Scan the entries below for the word "empty". Copy out every line in which it occurs.
*** Opening Provided data ***
//! Injectors that append rows to a [`BatchWriter`].
//!
//! The context is `&mut BatchWriter`, threaded through a tuple of injectors.
//! Each injector appends one cell to its column; a row is complete once
//! every column has received a value or a null.
//!
//! Columns are positional, so a writer must never skip a cell. Use
//! [`nullable`] for optional fields: it appends a null for `None`, while
//! [`optional`](pallas_core::KeyedInjector::optional) would leave the column
//! one row short.

use std::marker::PhantomData;

use arrow_array::builder::{make_builder, ArrayBuilder};
use arrow_array::RecordBatch;
use arrow_schema::SchemaRef;
use pallas_core::{Bound, Injector, KeyedInjector, OptionalWith};
use tracing::debug;

use crate::error::{ColumnError, ColumnResult};
use crate::value::{self, ArrowValue};

/// Accumulates rows for one schema and produces a [`RecordBatch`].
pub struct BatchWriter {
    schema: SchemaRef,
    builders: Vec<Box<dyn ArrayBuilder>>,
}

impl std::fmt::Debug for BatchWriter {
    fn fmt(&self, f: &mut std::fmt::Formatter<'_>) -> std::fmt::Result {
        f.debug_struct("BatchWriter")
            .field("schema", &self.schema)
            .field("rows", &self.num_rows())
            .finish()
    }
}

impl BatchWriter {
    /// Creates an empty writer.
    ///
    /// # Errors
    ///
    /// Returns [`ColumnError::UnsupportedType`] if a field has a type with
    /// no [`ArrowValue`] mapping.
    pub fn new(schema: SchemaRef) -> ColumnResult<Self> {
        Self::with_capacity(schema, 0)
    }

    /// Creates an empty writer with room for `capacity` rows.
    pub fn with_capacity(schema: SchemaRef, capacity: usize) -> ColumnResult<Self> {
        let builders = schema
            .fields()
            .iter()
            .map(|field| {
                if value::is_supported(field.data_type()) {
                    Ok(make_builder(field.data_type(), capacity))
                } else {
                    Err(ColumnError::UnsupportedType {
                        column: field.name().clone(),
                        data_type: field.data_type().clone(),
                    })
                }
            })
            .collect::<ColumnResult<Vec<_>>>()?;
        Ok(Self { schema, builders })
    }

    /// The schema rows are written against.
    pub fn schema(&self) -> &SchemaRef {
        &self.schema
    }

    /// Number of complete rows appended so far.
    pub fn num_rows(&self) -> usize {
        self.builders
            .iter()
            .map(|builder| builder.len())
            .min()
            .unwrap_or(0)
    }

    /// Position of the field called `name`.
    pub fn column_index(&self, name: &str) -> ColumnResult<usize> {
        self.schema
            .index_of(name)
            .map_err(|_| ColumnError::NoSuchColumn {
                name: name.to_string(),
            })
    }

    fn builder(&mut self, index: usize) -> ColumnResult<&mut dyn ArrayBuilder> {
        let count = self.builders.len();
        self.builders
            .get_mut(index)
            .map(|builder| &mut **builder)
            .ok_or(ColumnError::ColumnOutOfBounds { index, count })
    }

    /// Appends `value` to column `index`.
    pub fn append_value<T: ArrowValue>(&mut self, index: usize, value: T) -> ColumnResult<()> {
        let expected = T::data_type();
        let builder = self.builder(index)?;
        if let Err(err) = T::append(builder, value) {
            let field = self.schema.field(index);
            return Err(ColumnError::value(
                field.name().clone(),
                expected,
                field.data_type().clone(),
                err,
            ));
        }
        Ok(())
    }

    /// Appends a null to column `index`.
    pub fn append_null(&mut self, index: usize) -> ColumnResult<()> {
        let builder = self.builder(index)?;
        if let Err(err) = value::append_null(builder) {
            let field = self.schema.field(index);
            return Err(ColumnError::value(
                field.name().clone(),
                field.data_type().clone(),
                field.data_type().clone(),
                err,
            ));
        }
        Ok(())
    }

    /// Builds a batch from the rows appended so far and resets the writer.
    ///
    /// # Errors
    ///
    /// Fails if the columns have different lengths or a non-nullable field
    /// received a null. On failure the writer keeps every appended cell, so
    /// the caller can complete the row and finish again.
    pub fn finish(&mut self) -> ColumnResult<RecordBatch> {
        let columns = self
            .builders
            .iter()
            .map(|builder| builder.finish_cloned())
            .collect();
        let batch = RecordBatch::try_new(self.schema.clone(), columns)?;
        for builder in &mut self.builders {
            builder.finish();
        }
        debug!(rows = batch.num_rows(), columns = batch.num_columns(), "finished record batch");
        Ok(batch)
    }
}

/// Appends every value in `values` with `injector` and returns the batch.
///
/// # Example
///
/// ```
/// use std::sync::Arc;
///
/// use arrow_schema::{DataType, Field, Schema};
/// use pallas_arrow::{write_at, write_named, write_rows, ColumnError};
///
/// # fn main() -> Result<(), ColumnError> {
/// let schema = Arc::new(Schema::new(vec![
///     Field::new("id", DataType::Int64, false),
///     Field::new("name", DataType::Utf8, false),
/// ]));
///
/// let row = (write_at::<i64>(0), write_named::<String>("name"));
/// let batch = write_rows(schema, &row, vec![(1, "one".to_string()), (2, "two".to_string())])?;
/// assert_eq!(batch.num_rows(), 2);
/// # Ok(())
/// # }
/// ```
pub fn write_rows<I, T, E>(
    schema: SchemaRef,
    injector: &I,
    values: impl IntoIterator<Item = T>,
) -> Result<RecordBatch, E>
where
    I: for<'w> Injector<&'w mut BatchWriter, T, Error = E>,
    E: From<ColumnError>,
{
    let mut writer = BatchWriter::new(schema)?;
    for value in values {
        injector.inject(&mut writer, value)?;
    }
    Ok(writer.finish()?)
}

/// Appends a `T` cell. `K` is `usize` for positional access and `str` for
/// access by name.
pub struct Append<T, K: ?Sized = usize> {
    _marker: PhantomData<(fn(T), fn(&K))>,
}

impl<T, K: ?Sized> Clone for Append<T, K> {
    fn clone(&self) -> Self {
        *self
    }
}

impl<T, K: ?Sized> Copy for Append<T, K> {}

impl<T, K: ?Sized> std::fmt::Debug for Append<T, K> {
    fn fmt(&self, f: &mut std::fmt::Formatter<'_>) -> std::fmt::Result {
        f.debug_struct("Append")
            .field("type", &std::any::type_name::<T>())
            .finish()
    }
}

impl<'w, T: ArrowValue> KeyedInjector<&'w mut BatchWriter, T> for Append<T, usize> {
    type Key = usize;
    type Error = ColumnError;

    fn inject_key(
        &self,
        writer: &'w mut BatchWriter,
        index: &usize,
        value: T,
    ) -> ColumnResult<&'w mut BatchWriter> {
        writer.append_value(*index, value)?;
        Ok(writer)
    }
}

impl<'w, T: ArrowValue> KeyedInjector<&'w mut BatchWriter, T> for Append<T, str> {
    type Key = str;
    type Error = ColumnError;

    fn inject_key(
        &self,
        writer: &'w mut BatchWriter,
        name: &str,
        value: T,
    ) -> ColumnResult<&'w mut BatchWriter> {
        let index = writer.column_index(name)?;
        writer.append_value(index, value)?;
        Ok(writer)
    }
}

/// Creates an injector of `T` by zero-based column index.
pub fn append<T: ArrowValue>() -> Append<T, usize> {
    Append {
        _marker: PhantomData,
    }
}

/// Creates an injector of `T` by field name.
pub fn append_named<T: ArrowValue>() -> Append<T, str> {
    Append {
        _marker: PhantomData,
    }
}

/// Writes column `index` (zero-based).
pub fn write_at<T: ArrowValue>(index: usize) -> Bound<Append<T, usize>, usize> {
    append::<T>().bind(index)
}

/// Writes the column called `name`.
pub fn write_named<T: ArrowValue>(name: impl Into<String>) -> Bound<Append<T, str>, String> {
    append_named::<T>().bind(name.into())
}

/// Appends a null cell. See [`null`].
pub struct Null<K: ?Sized = usize> {
    _marker: PhantomData<fn(&K)>,
}

impl<K: ?Sized> Clone for Null<K> {
    fn clone(&self) -> Self {
        *self
    }
}

impl<K: ?Sized> Copy for Null<K> {}

impl<K: ?Sized> std::fmt::Debug for Null<K> {
    fn fmt(&self, f: &mut std::fmt::Formatter<'_>) -> std::fmt::Result {
        f.write_str("Null")
    }
}

impl<'w> KeyedInjector<&'w mut BatchWriter, ()> for Null<usize> {
    type Key = usize;
    type Error = ColumnError;

    fn inject_key(
        &self,
        writer: &'w mut BatchWriter,
        index: &usize,
        (): (),
    ) -> ColumnResult<&'w mut BatchWriter> {
        writer.append_null(*index)?;
        Ok(writer)
    }
}

impl<'w> KeyedInjector<&'w mut BatchWriter, ()> for Null<str> {
    type Key = str;
    type Error = ColumnError;

    fn inject_key(
        &self,
        writer: &'w mut BatchWriter,
        name: &str,
        (): (),
    ) -> ColumnResult<&'w mut BatchWriter> {
        let index = writer.column_index(name)?;
        writer.append_null(index)?;
        Ok(writer)
    }
}

/// Creates an injector that appends a null by column index.
pub fn null() -> Null<usize> {
    Null {
        _marker: PhantomData,
    }
}

/// Creates an injector that appends a null by field name.
pub fn null_named() -> Null<str> {
    Null {
        _marker: PhantomData,
    }
}

/// Injector of `Option<T>` by index that appends a null for `None`.
///
/// # Example
///
/// ```
/// use std::sync::Arc;
///
/// use arrow_array::Array;
/// use arrow_schema::{DataType, Field, Schema};
/// use pallas_arrow::{nullable, write_rows, ColumnError};
/// use pallas_core::KeyedInjector;
///
/// # fn main() -> Result<(), ColumnError> {
/// let schema = Arc::new(Schema::new(vec![Field::new("n", DataType::Int32, true)]));
/// let batch = write_rows(schema, &nullable::<i32>().bind(0_usize), vec![Some(1), None])?;
/// assert!(batch.column(0).is_null(1));
/// # Ok(())
/// # }
/// ```
pub fn nullable<T: ArrowValue>() -> OptionalWith<Append<T, usize>, Null<usize>> {
    append::<T>().optional_with(null())
}

/// Injector of `Option<T>` by name that appends a null for `None`.
pub fn nullable_named<T: ArrowValue>() -> OptionalWith<Append<T, str>, Null<str>> {
    append_named::<T>().optional_with(null_named())
}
*** Closing Provided data ***
**Exercise answer**
    /// Creates an empty writer.
    /// Creates an empty writer with room for `capacity` rows.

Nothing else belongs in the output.